## Data records:
******
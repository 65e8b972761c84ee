//! 内存比对存储
//!
//! 与数据库实现行为一致，数据保存在进程内，重启即丢失。
//! 用于测试和 `memory://` 演示部署。

use std::collections::HashMap;

use async_trait::async_trait;
use chrono::{DateTime, Utc};
use tokio::sync::RwLock;

use super::{Storage, sort_by_similarity_desc, sort_by_submission_time};
use crate::errors::{RadarError, Result};
use crate::models::{
    comparisons::{entities::ComparisonRecord, requests::CreateComparisonRequest},
    courses::entities::{Course, Exercise},
};

pub const MEMORY_URL_SCHEME: &str = "memory://";

#[derive(Debug, Clone)]
struct StoredSubmission {
    exercise_id: i64,
    student_key: String,
    created_at: DateTime<Utc>,
}

#[derive(Debug, Clone)]
struct StoredComparison {
    id: i64,
    submission_a: i64,
    submission_b: i64,
    similarity: f64,
    review: i32,
}

#[derive(Debug, Default)]
struct MemoryState {
    courses: HashMap<i64, Course>,
    exercises: HashMap<i64, Exercise>,
    submissions: HashMap<i64, StoredSubmission>,
    comparisons: HashMap<i64, StoredComparison>,
    next_id: i64,
}

impl MemoryState {
    fn next_id(&mut self) -> i64 {
        self.next_id += 1;
        self.next_id
    }

    fn record(&self, cmp: &StoredComparison) -> Option<ComparisonRecord> {
        let sub_a = self.submissions.get(&cmp.submission_a)?;
        let sub_b = self.submissions.get(&cmp.submission_b)?;
        let exercise = self.exercises.get(&sub_a.exercise_id)?;

        Some(ComparisonRecord {
            id: cmp.id,
            exercise_id: exercise.id,
            exercise_key: exercise.key.clone(),
            exercise_name: exercise.name.clone(),
            submission_a: cmp.submission_a,
            submission_b: cmp.submission_b,
            student_a: sub_a.student_key.clone(),
            student_b: sub_b.student_key.clone(),
            similarity: cmp.similarity,
            review: cmp.review,
            submitted_at: sub_a.created_at,
        })
    }

    /// 按谓词筛选比对，结果按比对 ID 升序
    fn records_where<F>(&self, predicate: F) -> Vec<ComparisonRecord>
    where
        F: Fn(&ComparisonRecord) -> bool,
    {
        let mut records: Vec<ComparisonRecord> = self
            .comparisons
            .values()
            .filter_map(|c| self.record(c))
            .filter(|r| predicate(r))
            .collect();
        records.sort_by_key(|r| r.id);
        records
    }

    fn course_of_exercise(&self, exercise_id: i64) -> Option<i64> {
        self.exercises.get(&exercise_id).map(|e| e.course_id)
    }
}

/// 内存比对存储
pub struct MemoryStorage {
    state: RwLock<MemoryState>,
}

impl MemoryStorage {
    pub fn new() -> Self {
        Self {
            state: RwLock::new(MemoryState::default()),
        }
    }

    /// 创建课程
    pub async fn insert_course(&self, key: &str, name: &str) -> Course {
        let mut state = self.state.write().await;
        let course = Course {
            id: state.next_id(),
            key: key.to_string(),
            name: name.to_string(),
            provider: None,
            created_at: Utc::now(),
        };
        state.courses.insert(course.id, course.clone());
        course
    }

    /// 创建练习
    pub async fn insert_exercise(&self, course_id: i64, key: &str, name: &str) -> Exercise {
        let mut state = self.state.write().await;
        let exercise = Exercise {
            id: state.next_id(),
            course_id,
            key: key.to_string(),
            name: name.to_string(),
            tokenizer: "skip".to_string(),
            minimum_match_tokens: 15,
            paused: false,
            created_at: Utc::now(),
        };
        state.exercises.insert(exercise.id, exercise.clone());
        exercise
    }

    /// 创建提交，返回提交 ID
    pub async fn insert_submission(
        &self,
        exercise_id: i64,
        student_key: &str,
        created_at: DateTime<Utc>,
    ) -> i64 {
        let mut state = self.state.write().await;
        let id = state.next_id();
        state.submissions.insert(
            id,
            StoredSubmission {
                exercise_id,
                student_key: student_key.to_string(),
                created_at,
            },
        );
        id
    }

    /// 直接写入带评分的比对，不做校验，用于准备测试数据
    pub async fn insert_comparison(
        &self,
        submission_a: i64,
        submission_b: i64,
        similarity: f64,
        review: i32,
    ) -> i64 {
        let mut state = self.state.write().await;
        let id = state.next_id();
        state.comparisons.insert(
            id,
            StoredComparison {
                id,
                submission_a,
                submission_b,
                similarity,
                review,
            },
        );
        id
    }

    /// 读取比对当前的审阅评分
    pub async fn review_of(&self, comparison_id: i64) -> Option<i32> {
        let state = self.state.read().await;
        state.comparisons.get(&comparison_id).map(|c| c.review)
    }
}

impl Default for MemoryStorage {
    fn default() -> Self {
        Self::new()
    }
}

#[async_trait]
impl Storage for MemoryStorage {
    async fn list_courses(&self) -> Result<Vec<Course>> {
        let state = self.state.read().await;
        let mut courses: Vec<Course> = state.courses.values().cloned().collect();
        courses.sort_by(|a, b| a.key.cmp(&b.key));
        Ok(courses)
    }

    async fn get_course_by_key(&self, course_key: &str) -> Result<Option<Course>> {
        let state = self.state.read().await;
        Ok(state
            .courses
            .values()
            .find(|c| c.key == course_key)
            .cloned())
    }

    async fn list_course_exercises(&self, course_id: i64) -> Result<Vec<Exercise>> {
        let state = self.state.read().await;
        let mut exercises: Vec<Exercise> = state
            .exercises
            .values()
            .filter(|e| e.course_id == course_id)
            .cloned()
            .collect();
        exercises.sort_by(|a, b| a.key.cmp(&b.key));
        Ok(exercises)
    }

    async fn get_exercise_by_key(
        &self,
        course_id: i64,
        exercise_key: &str,
    ) -> Result<Option<Exercise>> {
        let state = self.state.read().await;
        Ok(state
            .exercises
            .values()
            .find(|e| e.course_id == course_id && e.key == exercise_key)
            .cloned())
    }

    async fn list_course_comparisons(
        &self,
        course_id: i64,
        min_similarity: f64,
    ) -> Result<Vec<ComparisonRecord>> {
        let state = self.state.read().await;
        Ok(state.records_where(|r| {
            state.course_of_exercise(r.exercise_id) == Some(course_id)
                && r.similarity >= min_similarity
        }))
    }

    async fn list_flagged_comparisons(
        &self,
        course_id: i64,
        cutoff: i32,
    ) -> Result<Vec<ComparisonRecord>> {
        let state = self.state.read().await;
        let mut records = state.records_where(|r| {
            state.course_of_exercise(r.exercise_id) == Some(course_id) && r.review >= cutoff
        });
        sort_by_submission_time(&mut records);
        Ok(records)
    }

    async fn list_exercise_comparisons(
        &self,
        exercise_id: i64,
        limit: u64,
    ) -> Result<Vec<ComparisonRecord>> {
        let state = self.state.read().await;
        let mut records = state.records_where(|r| r.exercise_id == exercise_id);
        sort_by_similarity_desc(&mut records);
        records.truncate(limit as usize);
        Ok(records)
    }

    async fn list_student_comparisons(
        &self,
        exercise_id: i64,
        student_key: &str,
    ) -> Result<Vec<ComparisonRecord>> {
        let state = self.state.read().await;
        let mut records =
            state.records_where(|r| r.exercise_id == exercise_id && r.involves(student_key));
        sort_by_similarity_desc(&mut records);
        Ok(records)
    }

    async fn get_comparison(
        &self,
        exercise_id: i64,
        comparison_id: i64,
    ) -> Result<Option<ComparisonRecord>> {
        let state = self.state.read().await;
        Ok(state
            .comparisons
            .get(&comparison_id)
            .and_then(|c| state.record(c))
            .filter(|r| r.exercise_id == exercise_id))
    }

    async fn update_comparison_review(&self, comparison_id: i64, review: i32) -> Result<bool> {
        let mut state = self.state.write().await;
        match state.comparisons.get_mut(&comparison_id) {
            Some(cmp) => {
                cmp.review = review;
                Ok(true)
            }
            None => Ok(false),
        }
    }

    async fn create_comparison(
        &self,
        exercise_id: i64,
        req: CreateComparisonRequest,
    ) -> Result<ComparisonRecord> {
        let mut state = self.state.write().await;
        for submission_id in [req.submission_a, req.submission_b] {
            match state.submissions.get(&submission_id) {
                Some(s) if s.exercise_id == exercise_id => {}
                _ => {
                    return Err(RadarError::not_found(format!(
                        "提交 {submission_id} 不属于该练习"
                    )));
                }
            }
        }

        let (low, high) = req.ordered_pair().ok_or_else(|| {
            RadarError::invalid_argument(format!("提交 {} 不能与自身比对", req.submission_a))
        })?;
        if let Some(existing) = state.comparisons.values().find(|c| {
            (c.submission_a.min(c.submission_b), c.submission_a.max(c.submission_b))
                == (low, high)
        }) {
            return Err(RadarError::conflict(format!(
                "提交 {} 与 {} 已存在比对 {}",
                req.submission_a, req.submission_b, existing.id
            )));
        }

        let id = state.next_id();
        let stored = StoredComparison {
            id,
            submission_a: low,
            submission_b: high,
            similarity: req.similarity,
            review: 0,
        };
        let record = state
            .record(&stored)
            .ok_or_else(|| RadarError::store_unavailable("新建比对无法关联到提交"))?;
        state.comparisons.insert(id, stored);
        Ok(record)
    }

    async fn clear_exercise_comparisons(&self, exercise_id: i64) -> Result<u64> {
        let mut state = self.state.write().await;
        let doomed: Vec<i64> = state
            .comparisons
            .values()
            .filter(|c| {
                state
                    .submissions
                    .get(&c.submission_a)
                    .is_some_and(|s| s.exercise_id == exercise_id)
            })
            .map(|c| c.id)
            .collect();
        for id in &doomed {
            state.comparisons.remove(id);
        }
        Ok(doomed.len() as u64)
    }
}

#[cfg(test)]
mod tests {
    use super::*;
    use chrono::TimeZone;

    async fn seeded() -> (MemoryStorage, Course, Exercise, [i64; 3]) {
        let storage = MemoryStorage::new();
        let course = storage.insert_course("x", "Course X").await;
        let exercise = storage.insert_exercise(course.id, "e", "Exercise E").await;
        let t = Utc.with_ymd_and_hms(2025, 3, 1, 12, 0, 0).unwrap();
        let a = storage.insert_submission(exercise.id, "A", t).await;
        let b = storage.insert_submission(exercise.id, "B", t).await;
        let c = storage.insert_submission(exercise.id, "C", t).await;
        (storage, course, exercise, [a, b, c])
    }

    #[tokio::test]
    async fn test_create_comparison_rejects_reversed_duplicate() {
        let (storage, _, exercise, [a, b, _]) = seeded().await;
        let req = CreateComparisonRequest {
            submission_a: a,
            submission_b: b,
            similarity: 0.5,
        };
        storage.create_comparison(exercise.id, req).await.unwrap();

        let reversed = CreateComparisonRequest {
            submission_a: b,
            submission_b: a,
            similarity: 0.6,
        };
        let err = storage
            .create_comparison(exercise.id, reversed)
            .await
            .unwrap_err();
        assert!(matches!(err, RadarError::Conflict(_)));
    }

    #[tokio::test]
    async fn test_create_comparison_normalizes_pair() {
        let (storage, _, exercise, [a, b, _]) = seeded().await;
        let req = CreateComparisonRequest {
            submission_a: b,
            submission_b: a,
            similarity: 0.5,
        };
        let record = storage.create_comparison(exercise.id, req).await.unwrap();
        assert_eq!((record.submission_a, record.submission_b), (a, b));

        let same = CreateComparisonRequest {
            submission_a: a,
            submission_b: a,
            similarity: 1.0,
        };
        let err = storage.create_comparison(exercise.id, same).await.unwrap_err();
        assert!(matches!(err, RadarError::InvalidArgument(_)));
    }

    #[tokio::test]
    async fn test_create_comparison_rejects_foreign_submission() {
        let (storage, course, _, [a, _, _]) = seeded().await;
        let other = storage.insert_exercise(course.id, "f", "Exercise F").await;
        let foreign = storage
            .insert_submission(other.id, "D", Utc::now())
            .await;
        let req = CreateComparisonRequest {
            submission_a: a,
            submission_b: foreign,
            similarity: 0.5,
        };
        let err = storage.create_comparison(other.id, req).await.unwrap_err();
        assert!(matches!(err, RadarError::NotFound(_)));
    }

    #[tokio::test]
    async fn test_clear_exercise_comparisons() {
        let (storage, course, exercise, [a, b, c]) = seeded().await;
        storage.insert_comparison(a, b, 0.9, 0).await;
        storage.insert_comparison(a, c, 0.4, 7).await;

        assert_eq!(storage.clear_exercise_comparisons(exercise.id).await.unwrap(), 2);
        assert!(
            storage
                .list_course_comparisons(course.id, 0.0)
                .await
                .unwrap()
                .is_empty()
        );
    }

    #[tokio::test]
    async fn test_exercise_comparisons_ordered_by_similarity() {
        let (storage, _, exercise, [a, b, c]) = seeded().await;
        storage.insert_comparison(a, b, 0.9, 0).await;
        storage.insert_comparison(a, c, 0.4, 7).await;
        storage.insert_comparison(b, c, 0.95, 6).await;

        let top = storage
            .list_exercise_comparisons(exercise.id, 2)
            .await
            .unwrap();
        let sims: Vec<f64> = top.iter().map(|r| r.similarity).collect();
        assert_eq!(sims, vec![0.95, 0.9]);
    }
}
******
## Work to be completed:
Collect every line above that contains the word "impl".

## Problem solution:
impl MemoryState {
impl MemoryStorage {
impl Default for MemoryStorage {
impl Storage for MemoryStorage {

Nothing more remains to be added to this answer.